Tech Community Outraged after SQLite Founder Adopts Benedictine Code of Conduct
The founder of the world's most widely used database engine ignited a firestorm in the tech community after it was revealed that he had posted a code of conduct for users based on the teachings of the Bible and an ancient order of monks founded by Benedict of Nursia.
Codes of conduct (CoC) have been all the rage in online communities in recent years. The gaming and tech communities, in particular, have grappled with behavior standards for online users in forums where bad behavior sometimes proliferates. While a CoC for users of a forum or email list sounds like a good idea in theory, increasingly they've been used to push social justice talking points and left-wing ideologies.
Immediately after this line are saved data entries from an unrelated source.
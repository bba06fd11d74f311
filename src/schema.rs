/*!
schema.rs - tool naming + schema synthesis.

  - ToolNaming      : `<prefix>_<command>` convention and the reserved tool names
  - synthesize      : CommandInfo -> ToolSchema (pure, total)
  - reserved_tools  : fixed raw / help / discover schemas
  - catalog         : full tool listing for one discovery snapshot

Generated input schema (per command):
{
  "type": "object",
  "properties": {
    "args":         { "type": "array", "items": { "type": "string" } },
    "common_flags": { "type": "object", "properties": { "<flag>": { "type": "string" } } },
    "subcommand":   { "type": "string", "enum": [ ... ] },
    "cwd":          { "type": "string" },
    "format":       { "type": "string", "enum": ["json", "table", "text"] }
  },
  "required": []
}
`common_flags` / `subcommand` only appear when the command has flags / subcommands.
*/

use serde::{Deserialize, Serialize};
use serde_json::{Map, Value, json};
use tracing::debug;

use crate::discovery::DiscoverySnapshot;
use crate::help::CommandInfo;

pub type JsonObject = Map<String, Value>;

/// Top-level property names of a command tool; flags may not shadow them.
pub const RESERVED_PROPERTIES: &[&str] = &["args", "cwd", "format", "subcommand"];

pub const FLAGS_PROPERTY: &str = "common_flags";

/* ---- Output Format ---- */

#[derive(Debug, Clone, Copy, PartialEq, Eq, Serialize, Deserialize)]
#[serde(rename_all = "lowercase")]
pub enum OutputFormat {
    Json,
    Table,
    Text,
}

impl OutputFormat {
    pub const fn variants() -> &'static [OutputFormat] {
        &[OutputFormat::Json, OutputFormat::Table, OutputFormat::Text]
    }

    pub fn as_str(&self) -> &'static str {
        match self {
            OutputFormat::Json => "json",
            OutputFormat::Table => "table",
            OutputFormat::Text => "text",
        }
    }

    pub fn from_str_ci(s: &str) -> Option<Self> {
        match s.trim().to_ascii_lowercase().as_str() {
            "json" => Some(OutputFormat::Json),
            "table" => Some(OutputFormat::Table),
            "text" => Some(OutputFormat::Text),
            _ => None,
        }
    }
}

/* ---- Naming ---- */

/// Normalize a flag (`--dry-run`, `-R`) to its property name (`dry_run`, `R`).
pub fn normalize_flag_name(flag: &str) -> String {
    flag.trim_start_matches('-')
        .chars()
        .map(|c| if c.is_ascii_alphanumeric() { c } else { '_' })
        .collect()
}

/// Property name back to CLI spelling (`dry_run` -> `dry-run`).
pub fn denormalize_name(name: &str) -> String {
    name.replace('_', "-")
}

#[derive(Debug, Clone, Copy, PartialEq, Eq)]
pub enum ReservedTool {
    Raw,
    Help,
    Discover,
}

impl ReservedTool {
    pub const fn variants() -> &'static [ReservedTool] {
        &[ReservedTool::Raw, ReservedTool::Help, ReservedTool::Discover]
    }

    pub fn suffix(&self) -> &'static str {
        match self {
            ReservedTool::Raw => "raw",
            ReservedTool::Help => "help",
            ReservedTool::Discover => "discover",
        }
    }
}

#[derive(Debug, Clone, PartialEq, Eq)]
pub struct ToolNaming {
    prefix: String,
}

impl ToolNaming {
    /// The prefix is sanitized to `[A-Za-z0-9_]`.
    pub fn new(prefix: &str) -> Self {
        let prefix: String = prefix
            .chars()
            .map(|c| if c.is_ascii_alphanumeric() { c } else { '_' })
            .collect();
        Self { prefix }
    }

    pub fn prefix(&self) -> &str {
        &self.prefix
    }

    pub fn tool_name(&self, command: &str) -> String {
        format!("{}_{}", self.prefix, command.replace('-', "_"))
    }

    pub fn reserved_name(&self, tool: ReservedTool) -> String {
        format!("{}_{}", self.prefix, tool.suffix())
    }

    pub fn reserved(&self, tool_name: &str) -> Option<ReservedTool> {
        ReservedTool::variants()
            .iter()
            .copied()
            .find(|r| self.reserved_name(*r) == tool_name)
    }

    /// The part of a tool name after `<prefix>_`, if it carries the prefix.
    pub fn strip_prefix<'a>(&self, tool_name: &'a str) -> Option<&'a str> {
        tool_name
            .strip_prefix(self.prefix.as_str())?
            .strip_prefix('_')
            .filter(|rest| !rest.is_empty())
    }
}

/* ---- Schema ---- */

#[derive(Debug, Clone, PartialEq, Serialize)]
pub struct ToolSchema {
    pub name: String,
    pub description: String,
    pub input_schema: JsonObject,
}

impl ToolSchema {
    pub fn properties(&self) -> Option<&JsonObject> {
        self.input_schema.get("properties").and_then(Value::as_object)
    }
}

fn object_schema(properties: JsonObject, required: &[&str]) -> JsonObject {
    let mut schema = Map::new();
    schema.insert("type".into(), json!("object"));
    schema.insert("properties".into(), Value::Object(properties));
    schema.insert("required".into(), json!(required));
    schema
}

/// Build the tool schema for one discovered command. Never fails.
pub fn synthesize(naming: &ToolNaming, info: &CommandInfo) -> ToolSchema {
    let mut properties = Map::new();

    properties.insert(
        "args".into(),
        json!({
            "type": "array",
            "items": {"type": "string"},
            "description": format!("Command arguments for '{}'", info.name),
        }),
    );

    let mut flag_props = Map::new();
    for flag in &info.flags {
        let key = normalize_flag_name(&flag.name);
        if key.is_empty() || RESERVED_PROPERTIES.contains(&key.as_str()) {
            debug!(command = %info.name, flag = %flag.name, "flag dropped: reserved name");
            continue;
        }
        if flag_props.contains_key(&key) {
            continue;
        }
        flag_props.insert(
            key,
            json!({"type": "string", "description": flag.description}),
        );
    }
    if !flag_props.is_empty() {
        properties.insert(
            FLAGS_PROPERTY.into(),
            json!({
                "type": "object",
                "description": "Common flags (will be converted to CLI arguments)",
                "properties": flag_props,
            }),
        );
    }

    if !info.subcommands.is_empty() {
        let names: Vec<&str> = info.subcommands.iter().map(|s| s.name.as_str()).collect();
        properties.insert(
            "subcommand".into(),
            json!({
                "type": "string",
                "enum": names,
                "description": "Subcommand to execute",
            }),
        );
    }

    properties.insert(
        "cwd".into(),
        json!({"type": "string", "description": "Working directory for the command"}),
    );
    let formats: Vec<&str> = OutputFormat::variants().iter().map(|f| f.as_str()).collect();
    properties.insert(
        "format".into(),
        json!({
            "type": "string",
            "enum": formats,
            "description": "Output format (if supported by the command)",
        }),
    );

    let mut description = info.description.clone();
    if !info.subcommands.is_empty() {
        let names: Vec<&str> = info.subcommands.iter().map(|s| s.name.as_str()).collect();
        description.push_str(&format!(". Subcommands: {}", names.join(", ")));
    }

    ToolSchema {
        name: naming.tool_name(&info.name),
        description,
        input_schema: object_schema(properties, &[]),
    }
}

pub fn reserved_schema(naming: &ToolNaming, tool: ReservedTool, program: &str) -> ToolSchema {
    let (description, properties, required): (String, Value, &[&str]) = match tool {
        ReservedTool::Raw => (
            format!("Execute any {program} command with full argument control"),
            json!({
                "args": {
                    "type": "array",
                    "items": {"type": "string"},
                    "description": format!("Complete command arguments (without '{program}')"),
                },
                "cwd": {"type": "string", "description": "Working directory"},
            }),
            &["args"][..],
        ),
        ReservedTool::Help => (
            format!("Get help for any {program} command or subcommand"),
            json!({
                "command": {
                    "type": "string",
                    "description": "Command to get help for (e.g., 'issue', 'mr create')",
                },
            }),
            &["command"][..],
        ),
        ReservedTool::Discover => (
            format!("Force re-discovery of available {program} commands (clears cache)"),
            json!({}),
            &[][..],
        ),
    };
    let properties = match properties {
        Value::Object(map) => map,
        _ => Map::new(),
    };
    ToolSchema {
        name: naming.reserved_name(tool),
        description,
        input_schema: object_schema(properties, required),
    }
}

/// Raw tool, every discovered command, then help and discover.
/// Commands whose tool name would shadow a reserved tool are left out.
pub fn catalog(naming: &ToolNaming, snapshot: &DiscoverySnapshot, program: &str) -> Vec<ToolSchema> {
    let mut tools = Vec::with_capacity(snapshot.len() + 3);
    tools.push(reserved_schema(naming, ReservedTool::Raw, program));
    for info in snapshot.commands.values() {
        let schema = synthesize(naming, info);
        if naming.reserved(&schema.name).is_some() {
            debug!(command = %info.name, "command shadowed by reserved tool");
            continue;
        }
        tools.push(schema);
    }
    tools.push(reserved_schema(naming, ReservedTool::Help, program));
    tools.push(reserved_schema(naming, ReservedTool::Discover, program));
    tools
}

/* ---- Tests ---- */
For example, this sample CoC from Geek Feminism bans harassment, which it defines as "Verbal comments that reinforce social structures of domination [related to gender, gender identity and expression, sexual orientation, disability, physical appearance, body size, race, age, religion, [your specific concern here]."
In response to pressure from clients who were demanding a CoC before they would do business with him, Richard Hipp, the founder of the widely used SQLite database engine, adopted the Rule of St. Benedict as the guiding principles for his community. The move angered many in the tech community — but was applauded by others who are fed up with the distractions CoCs have caused in recent years. The rules encourage users to love God and their neighbors and to forsake overeating, laziness, and grumbling, among other things.
Chances are you've never heard of Hipp or SQLite unless you work in the tech industry, but it's quite likely that you've benefitted from his embeddable database engine — it's found in every mobile phone, Mac, and Windows PC, among other places. "There are billions of instances of SQLite running as we speak, and over a trillion active SQLite databases," Hipp told PJM.
Even though Hipp, who has a Ph.D. in AI from Duke, signed away his rights to SQLite when he placed it in the public domain, he still does work with clients who use the technology he created. "But lately, when companies would come to us wanting to buy some service or product from us," he told PJM, "they have increasingly been giving us lots of 'supplier registration' forms to fill out."
Earlier this year, "two companies in a row sent us (different) supplier registration forms that requested (among many other things) a copy of our CoC," he said. Hipp didn't have one, so he "needed to come up with something."
After looking around at contemporary CoCs, Hipp found them to be "vapid." "I felt like they were trendy feel-good words that had no depth," he said. "I could compare them to pop music, which sells millions of copies this week, but next year is forgotten." He was looking for something more enduring, like Mozart. "What is the Mozart equivalent of a CoC?" he asked. He considered, among other things, Ben Franklin's 13 virtues, the Ten Commandments, the Noahide Laws, Micah 6:8 from the Old Testament, and Mother Teresa's prayer from her 1985 speech to the UN GeneralAssembly. "None of these provided a framework for governing the interaction of a community," he explained. "But the 'Instruments of Good Works' from the Rule of St. Benedict seemed to fit the bill."